Recurrence of Congenital Heart Defects in Families

• Published in: Circulation (New York, N.Y.) Vol. 120; no. 4; pp. 295 - 301
• Main Authors: Øyen, Nina, Poulsen, Gry, Boyd, Heather A., Wohlfahrt, Jan, Jensen, Peter K.A., Melbye, Mads
• Format: Journal Article
• Language: English
• Published: Hagerstown, MD Lippincott Williams & Wilkins 28.07.2009
• Subjects: Biological and medical sciences; Blood and lymphatic vessels; Cardiology.
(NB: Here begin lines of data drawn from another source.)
//! Turning origin sources into readable file trees and tearing them down.

use async_trait::async_trait;
use suitepack_core::{
    MaterializedRepository, OriginKind, OriginSource, RepositoryKind, SerializedSuiteRequest,
    REF_PARAMETER,
};
use suitepack_git::GitRepositoryStore;
use tracing::debug;

use crate::error::{OpsError, OpsResult};

/// Materializes one family of origin sources.
#[async_trait]
pub trait RepositoryHandler: Send + Sync {
    /// Handler name for logs.
    fn name(&self) -> &'static str;

    /// Kind of repository this handler produces and releases.
    fn kind(&self) -> RepositoryKind;

    fn supports(&self, origin: &OriginSource) -> bool;

    /// Produce a readable tree of `origin` for one attempt of `request`.
    async fn materialize(
        &self,
        origin: &OriginSource,
        request: &SerializedSuiteRequest,
    ) -> OpsResult<MaterializedRepository>;

    /// Release what [`materialize`](Self::materialize) allocated.
    async fn release(&self, repository: &MaterializedRepository) -> OpsResult<()>;
}

/// File origins are read in place; nothing is allocated or released.
#[derive(Debug, Default, Clone, Copy)]
pub struct FileRepositoryHandler;

#[async_trait]
impl RepositoryHandler for FileRepositoryHandler {
    fn name(&self) -> &'static str {
        "file"
    }

    fn kind(&self) -> RepositoryKind {
        RepositoryKind::File
    }

    fn supports(&self, origin: &OriginSource) -> bool {
        matches!(origin.kind, OriginKind::File(_))
    }

    async fn materialize(
        &self,
        origin: &OriginSource,
        _request: &SerializedSuiteRequest,
    ) -> OpsResult<MaterializedRepository> {
        Ok(MaterializedRepository::file(origin))
    }

    async fn release(&self, _repository: &MaterializedRepository) -> OpsResult<()> {
        Ok(())
    }
}

/// Git origins are cloned into a scratch directory named after the request.
#[derive(Debug, Clone)]
pub struct GitRepositoryHandler {
    store: GitRepositoryStore,
}

impl GitRepositoryHandler {
    pub fn new(store: GitRepositoryStore) -> Self {
        Self { store }
    }
}

#[async_trait]
impl RepositoryHandler for GitRepositoryHandler {
    fn name(&self) -> &'static str {
        "git"
    }

    fn kind(&self) -> RepositoryKind {
        RepositoryKind::Git
    }

    fn supports(&self, origin: &OriginSource) -> bool {
        origin.as_git().is_some()
    }

    async fn materialize(
        &self,
        origin: &OriginSource,
        request: &SerializedSuiteRequest,
    ) -> OpsResult<MaterializedRepository> {
        let git = origin.as_git().ok_or_else(|| OpsError::UnsupportedSource {
            type_name: origin.type_name().to_string(),
        })?;
        let git_ref = request
            .parameters
            .get(REF_PARAMETER)
            .filter(|r| !r.trim().is_empty())
            .or(git.default_ref.as_ref())
            .map(String::as_str)
            .filter(|r| !r.trim().is_empty());

        Ok(self
            .store
            .initialize(request.id, origin.id, git, git_ref)
            .await?)
    }

    async fn release(&self, repository: &MaterializedRepository) -> OpsResult<()> {
        Ok(self.store.remove(repository).await?)
    }
}

/// Dispatches origins to the first handler that supports them.
#[derive(Default)]
pub struct RepositoryFactory {
    handlers: Vec<Box<dyn RepositoryHandler>>,
}

impl std::fmt::Debug for RepositoryFactory {
    fn fmt(&self, f: &mut std::fmt::Formatter<'_>) -> std::fmt::Result {
        let names: Vec<&str> = self.handlers.iter().map(|h| h.name()).collect();
        f.debug_struct("RepositoryFactory")
            .field("handlers", &names)
            .finish()
    }
}

impl RepositoryFactory {
    /// A factory with no handlers.
    pub fn new() -> Self {
        Self::default()
    }

    /// File and git handlers, in that order.
    pub fn with_defaults(git_store: GitRepositoryStore) -> Self {
        Self::new()
            .register(FileRepositoryHandler)
            .register(GitRepositoryHandler::new(git_store))
    }

    /// Append a handler. Earlier registrations take precedence.
    pub fn register(mut self, handler: impl RepositoryHandler + 'static) -> Self {
        self.handlers.push(Box::new(handler));
        self
    }

    pub fn supports(&self, origin: &OriginSource) -> bool {
        self.handlers.iter().any(|h| h.supports(origin))
    }

    pub async fn materialize(
        &self,
        origin: &OriginSource,
        request: &SerializedSuiteRequest,
    ) -> OpsResult<MaterializedRepository> {
        let handler = self
            .handlers
            .iter()
            .find(|h| h.supports(origin))
            .ok_or_else(|| OpsError::UnsupportedSource {
                type_name: origin.type_name().to_string(),
            })?;
        debug!(
            origin = %origin.id,
            request = %request.id,
            handler = handler.name(),
            "Materializing origin"
        );
        handler.materialize(origin, request).await
    }

    /// Release through the handler that produces `repository.kind`.
    pub async fn release(&self, repository: &MaterializedRepository) -> OpsResult<()> {
        match self.handlers.iter().find(|h| h.kind() == repository.kind) {
            Some(handler) => handler.release(repository).await,
            None => Ok(()),
        }
    }
}

#[cfg(test)]
mod tests {
    use super::*;
    use std::time::Duration;
    use suitepack_core::{GitOrigin, Parameters, Suite};
    use uuid::Uuid;

    fn request_for(origin: &OriginSource, parameters: Parameters) -> SerializedSuiteRequest {
        SerializedSuiteRequest::new(&Suite::all(origin.id), origin, parameters)
    }

    #[tokio::test]
    async fn test_file_origin_is_passthrough() {
        let factory = RepositoryFactory::new().register(FileRepositoryHandler);
        let origin = OriginSource::file(Uuid::new_v4(), "uploads");
        let request = request_for(&origin, Parameters::new());

        let repo = factory.materialize(&origin, &request).await.unwrap();
        assert_eq!(repo.kind, RepositoryKind::File);
        assert_eq!(repo.base_path, origin.base_path());
        assert!(repo.scratch_dir.is_none());
        factory.release(&repo).await.unwrap();
    }

    #[tokio::test]
    async fn test_unsupported_source_names_type() {
        let factory = RepositoryFactory::new().register(FileRepositoryHandler);
        let origin = OriginSource::git(Uuid::new_v4(), GitOrigin::new("https://example.com/r.git"));
        let request = request_for(&origin, Parameters::new());

        match factory.materialize(&origin, &request).await {
            Err(OpsError::UnsupportedSource { type_name }) => assert_eq!(type_name, "git"),
            other => panic!("Expected UnsupportedSource, got {:?}", other),
        }
    }

    #[test]
    fn test_defaults_support_both_kinds() {
        let store = GitRepositoryStore::new("/tmp/unused", "git", Duration::from_secs(1));
        let factory = RepositoryFactory::with_defaults(store);
        let owner = Uuid::new_v4();
        assert!(factory.supports(&OriginSource::file(owner, "x")));
        assert!(factory.supports(&OriginSource::git(owner, GitOrigin::new("u"))));
        assert_eq!(
            format!("{:?}", factory),
            r#"RepositoryFactory { handlers: ["file", "git"] }"#
        );
    }
}
impl FromStr for FailureReason {
    type Err = UnknownFailureReason;

    fn from_str(s: &str) -> Result<Self, Self::Err> {
        FailureReason::ALL
            .into_iter()
            .find(|reason| reason.code() == s)
            .ok_or_else(|| UnknownFailureReason(s.to_string()))
    }
}

// =============================================================================
// Serialized-Suite Requests
// =============================================================================

/// Persisted lifecycle state of a serialized-suite request.
///
/// Success has no state of its own: it is the presence of a readable manifest.
#[derive(Debug, Clone, Copy, PartialEq, Eq, Serialize, Deserialize)]
#[serde(rename_all = "SCREAMING_SNAKE_CASE")]
pub enum RequestState {
    Requested,
    Failed,
}

/// A request to produce one manifest snapshot of a suite.
#[derive(Debug, Clone, PartialEq, Eq, Serialize, Deserialize)]
pub struct SerializedSuiteRequest {
    /// Identity of the request.
    pub id: Uuid,
    /// The suite being serialized.
    pub suite_id: Uuid,
    /// Run parameters recognized by the suite's origin.
    pub parameters: Parameters,
    state: RequestState,
    failure_reason: Option<FailureReason>,
    failure_message: Option<String>,
}

impl SerializedSuiteRequest {
    /// Create a request in the `REQUESTED` state.
    ///
    /// Parameters the origin does not recognize are dropped.
    pub fn new(suite: &Suite, origin: &OriginSource, parameters: Parameters) -> Self {
        let parameters = parameters
            .into_iter()
            .filter(|(name, _)| origin.recognizes(name))
            .collect();
        Self {
            id: Uuid::new_v4(),
            suite_id: suite.id,
            parameters,
            state: RequestState::Requested,
            failure_reason: None,
            failure_message: None,
        }
    }

    pub fn state(&self) -> RequestState {
        self.state
    }

    pub fn failure_reason(&self) -> Option<FailureReason> {
        self.failure_reason
    }

    pub fn failure_message(&self) -> Option<&str> {
        self.failure_message.as_deref()
    }

    pub fn is_failed(&self) -> bool {
        self.state == RequestState::Failed
    }

    /// Record a failure. Only the first failure sticks.
    ///
    /// Returns `false` when the request had already failed and nothing changed.
    pub fn mark_failed(&mut self, reason: FailureReason, message: impl Into<String>) -> bool {
        if self.is_failed() {
            return false;
        }
        self.state = RequestState::Failed;
        self.failure_reason = Some(reason);
        self.failure_message = Some(message.into());
        true
    }

    /// Public shape of the request.
    pub fn view(&self) -> SerializedSuiteView {
        SerializedSuiteView {
            id: self.id,
            suite_id: self.suite_id,
            parameters: self.parameters.clone(),
            state: self.state,
            failure_reason: self.failure_reason,
            failure_message: self.failure_message.clone(),
        }
    }
}

/// The request shape exposed to API consumers.
#[derive(Debug, Clone, PartialEq, Eq, Serialize, Deserialize)]
pub struct SerializedSuiteView {
    pub id: Uuid,
    pub suite_id: Uuid,
    pub parameters: Parameters,
    pub state: RequestState,
    #[serde(skip_serializing_if = "Option::is_none")]
    pub failure_reason: Option<FailureReason>,
    #[serde(skip_serializing_if = "Option::is_none")]
    pub failure_message: Option<String>,
}

// =============================================================================
// Materialized Repositories
// =============================================================================

/// Which storage a materialized repository is read from.
#[derive(Debug, Clone, Copy, PartialEq, Eq, Hash, Serialize, Deserialize)]
#[serde(rename_all = "snake_case")]
pub enum RepositoryKind {
    /// File-origin storage.
    File,
    /// Git scratch storage.
    Git,
}

impl fmt::Display for RepositoryKind {
    fn fmt(&self, f: &mut fmt::Formatter<'_>) -> fmt::Result {
        match self {
            RepositoryKind::File => write!(f, "file"),
            RepositoryKind::Git => write!(f, "git"),
        }
    }
}

/// A readable file tree for one origin, valid for one serialization attempt.
#[derive(Debug, Clone, PartialEq, Eq)]
pub struct MaterializedRepository {
    /// The origin this tree was produced from.
    pub origin_id: Uuid,
    /// Storage the tree lives in.
    pub kind: RepositoryKind,
    /// Base of the tree, relative to the root of its storage.
    pub base_path: String,
    /// Directory to delete on release (git clones only).
    pub scratch_dir: Option<PathBuf>,
    /// Ref that was checked out, if any.
    pub git_ref: Option<String>,
}

impl MaterializedRepository {
    /// A file origin's tree, read in place.
    pub fn file(origin: &OriginSource) -> Self {
        Self {
            origin_id: origin.id,
            kind: RepositoryKind::File,
            base_path: origin.base_path(),
            scratch_dir: None,
            git_ref: None,
        }
    }

    /// Storage key of a file relative to the repository base.
    pub fn key(&self, relative: &str) -> String {
        join_key(&self.base_path, relative)
    }
}

// =============================================================================
// Path Helpers
// =============================================================================

/// Join two `/`-separated storage keys.
pub fn join_key(base: &str, relative: &str) -> String {
    let base = base.trim_end_matches('/');
    let relative = relative.trim_start_matches('/');
    match (base.is_empty(), relative.is_empty()) {
        (true, _) => relative.to_string(),
        (_, true) => base.to_string(),
        _ => format!("{}/{}", base, relative),
    }
}

/// Lexically normalize a relative path, resolving `.` and `..`.
///
/// Leading separators are ignored so the result is always relative. Returns
/// `None` when the path climbs above its starting point.
pub fn normalize_relative(path: impl AsRef<Path>) -> Option<PathBuf> {
    let mut normalized = PathBuf::new();
    let mut depth = 0usize;
    for component in path.as_ref().components() {
        match component {
            Component::Normal(part) => {
                normalized.push(part);
                depth += 1;
            }
            Component::ParentDir => {
                if depth == 0 {
                    return None;
                }
                normalized.pop();
                depth -= 1;
            }
            Component::CurDir | Component::RootDir | Component::Prefix(_) => {}
        }
    }
    Some(normalized)
}

/// Render a relative path as a `/`-separated key.
pub fn path_to_key(path: &Path) -> String {
    path.components()
        .filter_map(|c| match c {
            Component::Normal(part) => Some(part.to_string_lossy().into_owned()),
            _ => None,
        })
        .collect::<Vec<_>>()
        .join("/")
}
//! Enumerating the files of a materialized repository.

use std::collections::BTreeSet;

use suitepack_core::MaterializedRepository;
use tracing::debug;

use crate::config::has_extension;
use crate::error::{OpsError, OpsResult};
use crate::storage::StoreRegistry;

/// Lists files below a repository's base, keeping configured extensions.
#[derive(Debug, Clone)]
pub struct DirectoryLister {
    stores: StoreRegistry,
    extensions: Vec<String>,
}

impl DirectoryLister {
    pub fn new(stores: StoreRegistry, extensions: Vec<String>) -> Self {
        Self { stores, extensions }
    }

    /// Relative paths of every structured-data file in `repository`.
    ///
    /// A missing or empty tree lists as empty. Storage errors propagate.
    pub async fn list(&self, repository: &MaterializedRepository) -> OpsResult<BTreeSet<String>> {
        let store = self
            .stores
            .get(repository.kind)
            .ok_or_else(|| OpsError::RepositoryUnreadable {
                kind: repository.kind,
                path: repository.base_path.clone(),
            })?;

        let base = repository.base_path.trim_matches('/');
        let keys = store.list(base).await?;

        let files: BTreeSet<String> = keys
            .iter()
            .filter_map(|key| relative_to(base, key))
            .filter(|path| self.matches(path))
            .collect();

        debug!(
            base = %repository.base_path,
            listed = keys.len(),
            kept = files.len(),
            "Listed repository"
        );
        Ok(files)
    }

    fn matches(&self, path: &str) -> bool {
        let name = path.rsplit('/').next().unwrap_or(path);
        if name.starts_with('.') {
            return false;
        }
        has_extension(name, &self.extensions)
    }
}

fn relative_to(base: &str, key: &str) -> Option<String> {
    if base.is_empty() {
        return Some(key.to_string());
    }
    key.strip_prefix(base)
        .and_then(|rest| rest.strip_prefix('/'))
        .filter(|rest| !rest.is_empty())
        .map(str::to_string)
}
Vascular system; Cohort Studies; Denmark - epidemiology; Diseases in Twins - epidemiology; Diseases in Twins - genetics; Diseases in Twins - prevention & control; Diseases of the peripheral vessels. Diseases of the vena cava. Miscellaneous; Family; Female; Heart Defects, Congenital - epidemiology; Heart Defects, Congenital - genetics; Heart Defects, Congenital - prevention & control; Humans; Infant, Newborn; Male; Medical sciences; Pregnancy; Registries; Risk Factors; Secondary Prevention; Surgery (general aspects). Transplantations, organ and tissue grafts. Graft diseases; Vascular surgery: aorta, extremities, vena cava. Surgery of the lymphatic vessels; Denmark; genetics; Cardiovascular disease; heart defects, congenital; Congenital cardiopathy; Epidemiology; heart septal defects; population
• ISSN: 0009-7322; 1524-4539; 1524-4539
• DOI: 10.1161/CIRCULATIONAHA.109.857987

Background— Knowledge of the familial contribution to congenital heart diseases (CHD) on an individual and population level is sparse. We estimated an individual’s risk of CHD given a family history of CHD, as well as the contribution of CHD family history to the total number of CHD cases in the population. Methods and Results— In a national cohort study, we linked all Danish residents to the National Patient Register, the Causes of Death Register, the Danish Central Cytogenetic Register, and the Danish Family Relations Database, yielding 1 763 591 persons born in Denmark between 1977 and 2005, of whom 18 708 had CHD. Individuals with CHD were classified by phenotype. We estimated recurrence risk ratios and population-attributable risk. Among first-degree relatives, the recurrence risk ratio was 79.1 (95% confidence interval [CI] 32.9 to 190) for heterotaxia, 11.7 (95% CI, 8.0 to 17.0) for conotruncal defects, 24.3 (95% CI,12.2 to 48.7) for atrioventricular septal defect, 12.9 (95% CI, 7.48 to 22.2) for left ventricular outflow tract obstruction, 48.6 (95% CI, 27.5 to 85.6) for right ventricular outflow tract obstruction, 7.1 (95% CI, 4.5 to 11.1) for isolated atrial septal defect, and 3.4 (95% CI, 2.2 to 5.3) for isolated ventricular septal defect. The overall recurrence risk ratio for the same defect was 8.15 (95% CI, 6.95 to 9.55), whereas it was 2.68 (95% CI, 2.43 to 2.97) for different heart defects. Only 2.2% of heart defect cases in the population (4.2% after the exclusion of chromosomal aberrations) were attributed to CHD family history in first-degree relatives. Conclusions— Specific CHDs showed highly variable but strong familial clustering in first-degree relatives, ranging from 3-fold to 80-fold compared with the population prevalence, whereas the crossover risks between dissimilar cases of CHD were weaker. Family history of any CHD among first-degree relatives accounted for a small proportion of CHD cases in the population.